Ich habe eine Vorlage entwickelt, die auf drei Säulen basiert:
- Die Erlaubnis zum Experimentieren: Wir haben kleine Budgets definiert. Wenn ein Team ein Tool testen will, darf es das in einem geschützten Rahmen tun, solange keine personenbezogenen Daten fließen.
- Die Ampel-Logik: Grün für Standard-Schreibtools, Gelb für Tools mit Daten-Upload (nur nach Rücksprache mit Tobias), Rot für alles, was Entscheidungen über Menschen trifft (HR-Software!).
- Die KI-Kompetenz: Wir verpflichten uns nicht nur zu Regeln, sondern zur Schulung. Man kann nichts regeln, was man nicht versteht.
Wichtig ist hierbei auch der Datenschutz. Gerade wenn du ChatGPT im Recruiting datenschutzkonform nutzen willst, musst du sehr genau hinschauen. Da reicht ein allgemeiner Satz in der Richtlinie nicht aus, da braucht es konkrete Handlungsanweisungen für die Kollegen.

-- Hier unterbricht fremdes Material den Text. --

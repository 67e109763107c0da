use std::sync::{Arc, Mutex};

use super::domain::{Account, AccountId};

/// Storage abstraction for the collection queue.
///
/// `replace_all` swaps the whole collection in one assignment so readers
/// never see a partially re-evaluated queue.
pub trait AccountRepository: Send + Sync {
    fn all(&self) -> Result<Vec<Account>, RepositoryError>;
    fn fetch(&self, id: &AccountId) -> Result<Option<Account>, RepositoryError>;
    fn replace_all(&self, accounts: Vec<Account>) -> Result<(), RepositoryError>;
}

/// Error enumeration for repository failures.
#[derive(Debug, thiserror::Error)]
pub enum RepositoryError {
    #[error("record not found")]
    NotFound,
    #[error("repository unavailable: {0}")]
    Unavailable(String),
}

#[derive(Debug, Default, Clone)]
pub struct InMemoryAccountRepository {
    accounts: Arc<Mutex<Arc<Vec<Account>>>>,
}

impl InMemoryAccountRepository {
    pub fn with_accounts(accounts: Vec<Account>) -> Self {
        Self {
            accounts: Arc::new(Mutex::new(Arc::new(accounts))),
        }
    }

    /// Shared handle to the current collection without copying it.
    pub fn snapshot(&self) -> Result<Arc<Vec<Account>>, RepositoryError> {
        let guard = self
            .accounts
            .lock()
            .map_err(|_| RepositoryError::Unavailable("account store lock poisoned".to_string()))?;
        Ok(Arc::clone(&guard))
    }
}

impl AccountRepository for InMemoryAccountRepository {
    fn all(&self) -> Result<Vec<Account>, RepositoryError> {
        Ok(self.snapshot()?.as_ref().clone())
    }

    fn fetch(&self, id: &AccountId) -> Result<Option<Account>, RepositoryError> {
        Ok(self
            .snapshot()?
            .iter()
            .find(|account| &account.id == id)
            .cloned())
    }

    fn replace_all(&self, accounts: Vec<Account>) -> Result<(), RepositoryError> {
        let mut guard = self
            .accounts
            .lock()
            .map_err(|_| RepositoryError::Unavailable("account store lock poisoned".to_string()))?;
        *guard = Arc::new(accounts);
        Ok(())
    }
}
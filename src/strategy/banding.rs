use serde::{Deserialize, Serialize};

/// Ordinal delinquency bucket derived from days in arrears.
#[derive(Debug, Clone, Copy, PartialEq, Eq, PartialOrd, Ord, Hash, Serialize, Deserialize)]
#[serde(rename_all = "snake_case")]
pub enum DelinquencyState {
    Current,
    Early,
    Moderate,
    Severe,
    Critical,
}

impl DelinquencyState {
    /// Bands days in arrears with inclusive upper bounds of 0, 30, 60 and 90.
    ///
    /// A missing or NaN figure fails every bound and falls through to
    /// `Critical`, the same way any other numeric threshold treats it.
    pub fn from_days(days_in_arrears: Option<f64>) -> Self {
        let Some(days) = days_in_arrears.filter(|days| !days.is_nan()) else {
            return Self::Critical;
        };

        if days <= 0.0 {
            Self::Current
        } else if days <= 30.0 {
            Self::Early
        } else if days <= 60.0 {
            Self::Moderate
        } else if days <= 90.0 {
            Self::Severe
        } else {
            Self::Critical
        }
    }

    pub fn label(&self) -> &'static str {
        match self {
            DelinquencyState::Current => "current",
            DelinquencyState::Early => "early",
            DelinquencyState::Moderate => "moderate",
            DelinquencyState::Severe => "severe",
            DelinquencyState::Critical => "critical",
        }
    }
}
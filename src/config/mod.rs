use std::env;
use std::fmt;
use std::net::{IpAddr, SocketAddr};
use std::path::PathBuf;

/// Distinguishes runtime behavior for different stages of the service.
#[derive(Debug, Clone, Copy, PartialEq, Eq)]
pub enum AppEnvironment {
    Development,
    Test,
    Production,
}

impl AppEnvironment {
    fn parse(value: &str) -> Self {
        match value.trim().to_ascii_lowercase().as_str() {
            "prod" | "production" => Self::Production,
            "test" | "ci" => Self::Test,
            _ => Self::Development,
        }
    }
}

/// Top-level configuration for the collections service.
#[derive(Debug, Clone)]
pub struct AppConfig {
    pub environment: AppEnvironment,
    pub server: ServerConfig,
    pub telemetry: TelemetryConfig,
    pub strategy: StrategyConfig,
}

impl AppConfig {
    pub fn load() -> Result<Self, ConfigError> {
        dotenvy::dotenv().ok();

        let environment = AppEnvironment::parse(
            &env::var("APP_ENV").unwrap_or_else(|_| "development".to_string()),
        );

        let host = env::var("APP_HOST").unwrap_or_else(|_| "127.0.0.1".to_string());
        let port = env::var("APP_PORT")
            .unwrap_or_else(|_| "3000".to_string())
            .parse::<u16>()
            .map_err(|_| ConfigError::InvalidPort)?;

        let log_level = env::var("APP_LOG_LEVEL").unwrap_or_else(|_| "info".to_string());

        Ok(Self {
            environment,
            server: ServerConfig { host, port },
            telemetry: TelemetryConfig { log_level },
            strategy: StrategyConfig {
                rules_path: optional_path("STRATEGY_RULES_PATH"),
                graph_path: optional_path("STRATEGY_GRAPH_PATH"),
                accounts_seed_path: optional_path("ACCOUNTS_SEED_PATH"),
            },
        })
    }
}

fn optional_path(key: &str) -> Option<PathBuf> {
    env::var(key)
        .ok()
        .map(|value| value.trim().to_string())
        .filter(|value| !value.is_empty())
        .map(PathBuf::from)
}

/// Settings controlling the HTTP server binding.
#[derive(Debug, Clone)]
pub struct ServerConfig {
    pub host: String,
    pub port: u16,
}

impl ServerConfig {
    pub fn socket_addr(&self) -> Result<SocketAddr, ConfigError> {
        if self.host.eq_ignore_ascii_case("localhost") {
            return Ok(SocketAddr::new(IpAddr::from([127, 0, 0, 1]), self.port));
        }

        let ip: IpAddr = self
            .host
            .parse()
            .map_err(|source| ConfigError::InvalidHost { source })?;

        Ok(SocketAddr::new(ip, self.port))
    }
}

/// Tracing controls.
#[derive(Debug, Clone)]
pub struct TelemetryConfig {
    pub log_level: String,
}

/// Files loaded at start-up. Without a rules file the standard rule list
/// applies; without a graph file no strategy is active.
#[derive(Debug, Clone, Default)]
pub struct StrategyConfig {
    pub rules_path: Option<PathBuf>,
    pub graph_path: Option<PathBuf>,
    pub accounts_seed_path: Option<PathBuf>,
}

#[derive(Debug)]
pub enum ConfigError {
    InvalidPort,
    InvalidHost { source: std::net::AddrParseError },
}

impl fmt::Display for ConfigError {
    fn fmt(&self, f: &mut fmt::Formatter<'_>) -> fmt::Result {
        match self {
            ConfigError::InvalidPort => write!(f, "APP_PORT must be a valid u16"),
            ConfigError::InvalidHost { .. } => {
                write!(f, "APP_HOST must parse to an IPv4 or IPv6 address")
            }
        }
    }
}

impl std::error::Error for ConfigError {
    fn source(&self) -> Option<&(dyn std::error::Error + 'static)> {
        match self {
            ConfigError::InvalidPort => None,
            ConfigError::InvalidHost { source } => Some(source),
        }
    }
}
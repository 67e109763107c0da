use serde::Serialize;

use super::domain::Account;
use crate::strategy::AccountEvaluator;

/// Counts from one batch pass.
#[derive(Debug, Clone, Copy, Default, PartialEq, Eq, Serialize)]
pub struct ReevaluationSummary {
    pub evaluated: usize,
    pub changed: usize,
}

/// Maps every account through `evaluator`, returning fresh copies with only
/// the derived fields replaced. The input slice is never modified.
pub fn reapply_all<E>(accounts: &[Account], evaluator: &E) -> Vec<Account>
where
    E: AccountEvaluator + ?Sized,
{
    reapply_with_summary(accounts, evaluator).0
}

/// Same as [`reapply_all`], also reporting how many accounts moved.
pub fn reapply_with_summary<E>(
    accounts: &[Account],
    evaluator: &E,
) -> (Vec<Account>, ReevaluationSummary)
where
    E: AccountEvaluator + ?Sized,
{
    let mut summary = ReevaluationSummary::default();

    let evaluated = accounts
        .iter()
        .map(|account| {
            let evaluation = evaluator.evaluate_account(account);
            summary.evaluated += 1;
            if account.evaluation().as_ref() != Some(&evaluation) {
                summary.changed += 1;
            }
            account.with_evaluation(&evaluation)
        })
        .collect();

    (evaluated, summary)
}
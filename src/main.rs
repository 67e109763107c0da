mod cli;
mod commands;
mod routes;
mod server;

#[tokio::main]
async fn main() {
    if let Err(err) = cli::run().await {
        eprintln!("application error: {err}");
        std::process::exit(1);
    }
}
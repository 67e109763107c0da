//! Collection queue: account records, the in-memory store, imports, and the
//! service that keeps derived fields in step with the active strategy.

pub mod domain;
pub mod import;
pub mod reevaluate;
pub mod repository;
pub mod router;
pub mod service;

pub use domain::{Account, AccountId};
pub use import::{
    load_accounts_from_path, merge_records, read_accounts, read_import_records, ImportError,
    ImportRecord, MergeOutcome,
};
pub use reevaluate::{reapply_all, reapply_with_summary, ReevaluationSummary};
pub use repository::{AccountRepository, InMemoryAccountRepository, RepositoryError};
pub use router::{collections_router, TRIGGERED_BY_HEADER};
pub use service::{
    CollectionsService, CollectionsServiceError, ImportSummary, ReevaluationReport,
    StrategyTestResult,
};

Der Moment, in dem der Drucker zum Freund wurde
Ich erinnere mich noch genau an den Moment letzte Woche, als ich den finalen Entwurf der Richtlinie aus dem Drucker zog. Es gab dieses mechanische Geräusch, das Papier war noch warm. Und plötzlich spürte ich, wie sich diese chronische Nackenverspannung löste, die mich seit Monaten begleitete. Die Geschäftsführung hat das Dokument gestern unterschrieben. Ohne externe Berater für 500 Euro die Stunde. Einfach nur durch gesundes BWL-Verständnis und viel Fleißarbeit.
Ich bin keine Juristin, und wenn du es rechtlich absolut wasserfest haben willst, musst du natürlich eine Anwältin für IT-Recht drüberschauen lassen. Aber für uns im Mittelstand ist der erste Schritt oft der schwerste: Überhaupt anzufangen. Meine Vorlage ist kein starres Gesetzbuch, sondern eine Basis. Sie soll dir helfen, nicht bei Null anfangen zu müssen.
Schau dir die Regeln an, pass sie auf deinen Betrieb an. Frag dich: Was machen meine Leute wirklich mit der KI? Und dann gib ihnen einen Rahmen, in dem sie sich sicher bewegen können. Wir müssen aufhören, Angst vor dem AI Act zu haben. Wir müssen anfangen, ihn als Leitplanke für unsere eigene digitale Transformation zu sehen. Und jetzt entschuldige mich – es ist Mittwochabend, und mein Yoga-Kurs fängt gleich an. Die Matten warten, und der AI Act kann für heute mal ohne mich auskommen.